人工知能ワークロード向けプロセッサを搭載――IBM、次世代Power Systemsサーバを発表x86サーバに比べて約4倍の機械学習速度

IBMは、次世代のPower Systemsサーバ「Power System AC922」を発表した。人工知能ワークロード向けに設計されたプロセッサ「POWER9」を採用。ディープラーニングによる機械学習は、x86サーバと比べて約4倍高速化した。

» 2017年12月07日 11時00分 公開
[@IT]

 IBMは2017年12月5日、次世代のPower Systemsサーバ「Power System AC922」を発表した。人工知能(AI)ワークロード向けに設計されたプロセッサ「POWER9」を採用した。16コアまたは20コアのPOWER9プロセッサを2基備え、主記憶容量は、最大1TB。GPUは、最大で4個のNVIDIA Tesla V100を内蔵する。

 Power System AC922は、NVIDIAのGPU「NVIDIA Tesla V100」を備えており、オープンソースソフトウェア(OSS)ライブラリ「Chainer」「TensorFlow」「Caffe」といったAI向けのフレームワークと、「Kinetica」などのデータベース管理システムの処理性能向上に向けて設計されている。ディープラーニングによる機械学習は、IBMがベンチマークテストを実施した結果、x86サーバ(Xeon E5-2640 v4)と比べて約4倍高速化できたという。

画像 IBM Power System AC922のイメージ図(出典:IBM)

 また、Power Systemsとして初めて、CPUとGPUを接続する「NVIDIA NVLink 2.0」やサーバ向けインターコネクト技術「OpenCAPI(Open Coherent Accelerator Processor Interface)」、I/Oシリアルインタフェース「PCI Express 4.0」といったI/O(入出力)技術を採用した。PCI Express 3.0を採用したx86サーバと比べて9.5倍、データ転送を高速化できるとしている。

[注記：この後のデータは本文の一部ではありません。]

//! Task argument grammar.
//!
//! A task definition's command line is a whitespace-separated stream of
//! words. A word wrapped in `{...}` is a [`ArgumentKind::Parameter`] whose
//! name is the text between the braces; every other word is passed through
//! to the invoked script as an [`ArgumentKind::Literal`].
//!
//! A backslash immediately before a space escapes it: the space stays inside
//! the current word and only the backslash is dropped. This holds for
//! literal and parameter words alike, so both `hello\ world` and
//! `-R[select=broadwell\ core(1)]` survive as single tokens.
//!
//! Tokenizing is independent of substitution; parameter values are resolved
//! at dispatch time by the scheduler.

use serde::{Deserialize, Serialize};

/// Whether a token is passed verbatim or substituted at dispatch.
#[derive(Debug, Clone, Copy, PartialEq, Eq, Hash, Serialize, Deserialize)]
#[serde(rename_all = "snake_case")]
pub enum ArgumentKind {
    Literal,
    Parameter,
}

/// One token of a task's argument list.
#[derive(Debug, Clone, PartialEq, Eq, Serialize, Deserialize)]
pub struct ArgumentToken {
    pub kind: ArgumentKind,
    pub value: String,
}

impl ArgumentToken {
    pub fn literal(value: impl Into<String>) -> Self {
        Self {
            kind: ArgumentKind::Literal,
            value: value.into(),
        }
    }

    pub fn parameter(value: impl Into<String>) -> Self {
        Self {
            kind: ArgumentKind::Parameter,
            value: value.into(),
        }
    }

    pub fn is_parameter(&self) -> bool {
        self.kind == ArgumentKind::Parameter
    }
}

/// Split a command line into literal and parameter tokens.
pub fn tokenize(input: &str) -> Vec<ArgumentToken> {
    split_words(input).into_iter().map(classify).collect()
}

/// Split on unescaped whitespace, folding `\ ` into a literal space.
fn split_words(input: &str) -> Vec<String> {
    let mut words = Vec::new();
    let mut current = String::new();
    let mut chars = input.chars().peekable();

    while let Some(c) = chars.next() {
        if c == '\\' && chars.peek() == Some(&' ') {
            chars.next();
            current.push(' ');
        } else if c.is_whitespace() {
            if !current.is_empty() {
                words.push(std::mem::take(&mut current));
            }
        } else {
            current.push(c);
        }
    }

    if !current.is_empty() {
        words.push(current);
    }

    words
}

fn classify(word: String) -> ArgumentToken {
    // `{}` carries no name; keep it literal rather than emit an empty argument.
    if word.len() > 2 && word.starts_with('{') && word.ends_with('}') {
        ArgumentToken::parameter(&word[1..word.len() - 1])
    } else {
        ArgumentToken::literal(word)
    }
}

 Power System AC922では、アプリケーションがCPUの主記憶領域をGPUメモリとして利用できるため、GPUのメモリ不足を解消する。また、GPUでのデータ処理の際、CPUの主記憶領域からGPUメモリに処理対象データを転送する必要もなくなることから、プログラミングを簡素化できる。NVLinkでCPUとGPUを直結させるため、メモリ共有がボトルネックになることもないという。